(DIRECTIONS FOR THIS TASK)
Restate the listing exactly.

(DATA EXCERPTS)
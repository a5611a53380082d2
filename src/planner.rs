//! The planning context: one scene, its undo history and the view zoom.
//!
//! Every user-level operation lives here. Each one follows the same shape:
//! mutate the live item, run the placement helpers, recompute the item's
//! `invalid` flag through the scene, then commit a history snapshot. Only a
//! drag is rolled back automatically when it ends on an illegal spot.

use serde::{Deserialize, Serialize};
use utoipa::ToSchema;

use crate::geometry::{clamp_range, finite_or};
use crate::history::{DEFAULT_HISTORY_LIMIT, History};
use crate::model::{
    DEFAULT_ROOM_LENGTH_CM, DEFAULT_ROOM_WIDTH_CM, DEFAULT_SNAP_EPSILON_CM, HumanProbe, Item,
    ItemId, Rotation, Room, Size, WallSide,
};
use crate::scene::{Scene, SceneError};
use crate::snapshot::{SceneDataError, SceneSnapshot, deserialize, serialize};
use crate::types::{Placeable, Vec2};
use crate::{snap, wall};

pub const MIN_PIXELS_PER_CM: f64 = 0.1;
pub const MAX_PIXELS_PER_CM: f64 = 10.0;

pub const DEFAULT_DOOR_LEAF_CM: f64 = 90.0;
pub const DEFAULT_WINDOW_SPAN_CM: f64 = 120.0;
pub const DOOR_COLOR: &str = "#9ca3af";
pub const WINDOW_COLOR: &str = "#60a5fa88";

/// Start-up settings of a planner.
#[derive(Copy, Clone, Debug, PartialEq)]
pub struct PlannerSettings {
    pub room_width_cm: f64,
    pub room_length_cm: f64,
    pub snap_epsilon_cm: f64,
    /// Maximum number of undo steps kept.
    pub history_limit: usize,
    pub human_radius_cm: f64,
    pub pixels_per_cm: f64,
    /// Start with the sample furniture instead of an empty room.
    pub seed_sample: bool,
}

impl PlannerSettings {
    pub const DEFAULT_PIXELS_PER_CM: f64 = 2.0;

    pub fn builder() -> PlannerSettingsBuilder {
        PlannerSettingsBuilder::default()
    }
}

impl Default for PlannerSettings {
    fn default() -> Self {
        Self {
            room_width_cm: DEFAULT_ROOM_WIDTH_CM,
            room_length_cm: DEFAULT_ROOM_LENGTH_CM,
            snap_epsilon_cm: DEFAULT_SNAP_EPSILON_CM,
            history_limit: DEFAULT_HISTORY_LIMIT,
            human_radius_cm: HumanProbe::DEFAULT_RADIUS_CM,
            pixels_per_cm: Self::DEFAULT_PIXELS_PER_CM,
            seed_sample: false,
        }
    }
}

#[derive(Clone, Debug, Default)]
pub struct PlannerSettingsBuilder {
    settings: PlannerSettings,
}

impl PlannerSettingsBuilder {
    pub fn room(mut self, width_cm: f64, length_cm: f64) -> Self {
        self.settings.room_width_cm = width_cm;
        self.settings.room_length_cm = length_cm;
        self
    }

    pub fn snap_epsilon(mut self, epsilon_cm: f64) -> Self {
        self.settings.snap_epsilon_cm = epsilon_cm;
        self
    }

    pub fn history_limit(mut self, limit: usize) -> Self {
        self.settings.history_limit = limit;
        self
    }

    pub fn human_radius(mut self, radius_cm: f64) -> Self {
        self.settings.human_radius_cm = radius_cm;
        self
    }

    pub fn pixels_per_cm(mut self, pixels_per_cm: f64) -> Self {
        self.settings.pixels_per_cm = pixels_per_cm;
        self
    }

    pub fn seed_sample(mut self, seed: bool) -> Self {
        self.settings.seed_sample = seed;
        self
    }

    pub fn build(self) -> PlannerSettings {
        self.settings
    }
}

(TASK RESPONSE)
repository a5611a53380082d2
filename src/planner.rs
//! The planning context: one scene, its undo history and the view zoom.
//!
//! Every user-level operation lives here. Each one follows the same shape:
//! mutate the live item, run the placement helpers, recompute the item's
//! `invalid` flag through the scene, then commit a history snapshot. Only a
//! drag is rolled back automatically when it ends on an illegal spot.

use serde::{Deserialize, Serialize};
use utoipa::ToSchema;

use crate::geometry::{clamp_range, finite_or};
use crate::history::{DEFAULT_HISTORY_LIMIT, History};
use crate::model::{
    DEFAULT_ROOM_LENGTH_CM, DEFAULT_ROOM_WIDTH_CM, DEFAULT_SNAP_EPSILON_CM, HumanProbe, Item,
    ItemId, Rotation, Room, Size, WallSide,
};
use crate::scene::{Scene, SceneError};
use crate::snapshot::{SceneDataError, SceneSnapshot, deserialize, serialize};
use crate::types::{Placeable, Vec2};
use crate::{snap, wall};

pub const MIN_PIXELS_PER_CM: f64 = 0.1;
pub const MAX_PIXELS_PER_CM: f64 = 10.0;

pub const DEFAULT_DOOR_LEAF_CM: f64 = 90.0;
pub const DEFAULT_WINDOW_SPAN_CM: f64 = 120.0;
pub const DOOR_COLOR: &str = "#9ca3af";
pub const WINDOW_COLOR: &str = "#60a5fa88";

/// Start-up settings of a planner.
#[derive(Copy, Clone, Debug, PartialEq)]
pub struct PlannerSettings {
    pub room_width_cm: f64,
    pub room_length_cm: f64,
    pub snap_epsilon_cm: f64,
    /// Maximum number of undo steps kept.
    pub history_limit: usize,
    pub human_radius_cm: f64,
    pub pixels_per_cm: f64,
    /// Start with the sample furniture instead of an empty room.
    pub seed_sample: bool,
}

impl PlannerSettings {
    pub const DEFAULT_PIXELS_PER_CM: f64 = 2.0;

    pub fn builder() -> PlannerSettingsBuilder {
        PlannerSettingsBuilder::default()
    }
}

impl Default for PlannerSettings {
    fn default() -> Self {
        Self {
            room_width_cm: DEFAULT_ROOM_WIDTH_CM,
            room_length_cm: DEFAULT_ROOM_LENGTH_CM,
            snap_epsilon_cm: DEFAULT_SNAP_EPSILON_CM,
            history_limit: DEFAULT_HISTORY_LIMIT,
            human_radius_cm: HumanProbe::DEFAULT_RADIUS_CM,
            pixels_per_cm: Self::DEFAULT_PIXELS_PER_CM,
            seed_sample: false,
        }
    }
}

#[derive(Clone, Debug, Default)]
pub struct PlannerSettingsBuilder {
    settings: PlannerSettings,
}

impl PlannerSettingsBuilder {
    pub fn room(mut self, width_cm: f64, length_cm: f64) -> Self {
        self.settings.room_width_cm = width_cm;
        self.settings.room_length_cm = length_cm;
        self
    }

    pub fn snap_epsilon(mut self, epsilon_cm: f64) -> Self {
        self.settings.snap_epsilon_cm = epsilon_cm;
        self
    }

    pub fn history_limit(mut self, limit: usize) -> Self {
        self.settings.history_limit = limit;
        self
    }

    pub fn human_radius(mut self, radius_cm: f64) -> Self {
        self.settings.human_radius_cm = radius_cm;
        self
    }

    pub fn pixels_per_cm(mut self, pixels_per_cm: f64) -> Self {
        self.settings.pixels_per_cm = pixels_per_cm;
        self
    }

    pub fn seed_sample(mut self, seed: bool) -> Self {
        self.settings.seed_sample = seed;
        self
    }

    pub fn build(self) -> PlannerSettings {
        self.settings
    }
}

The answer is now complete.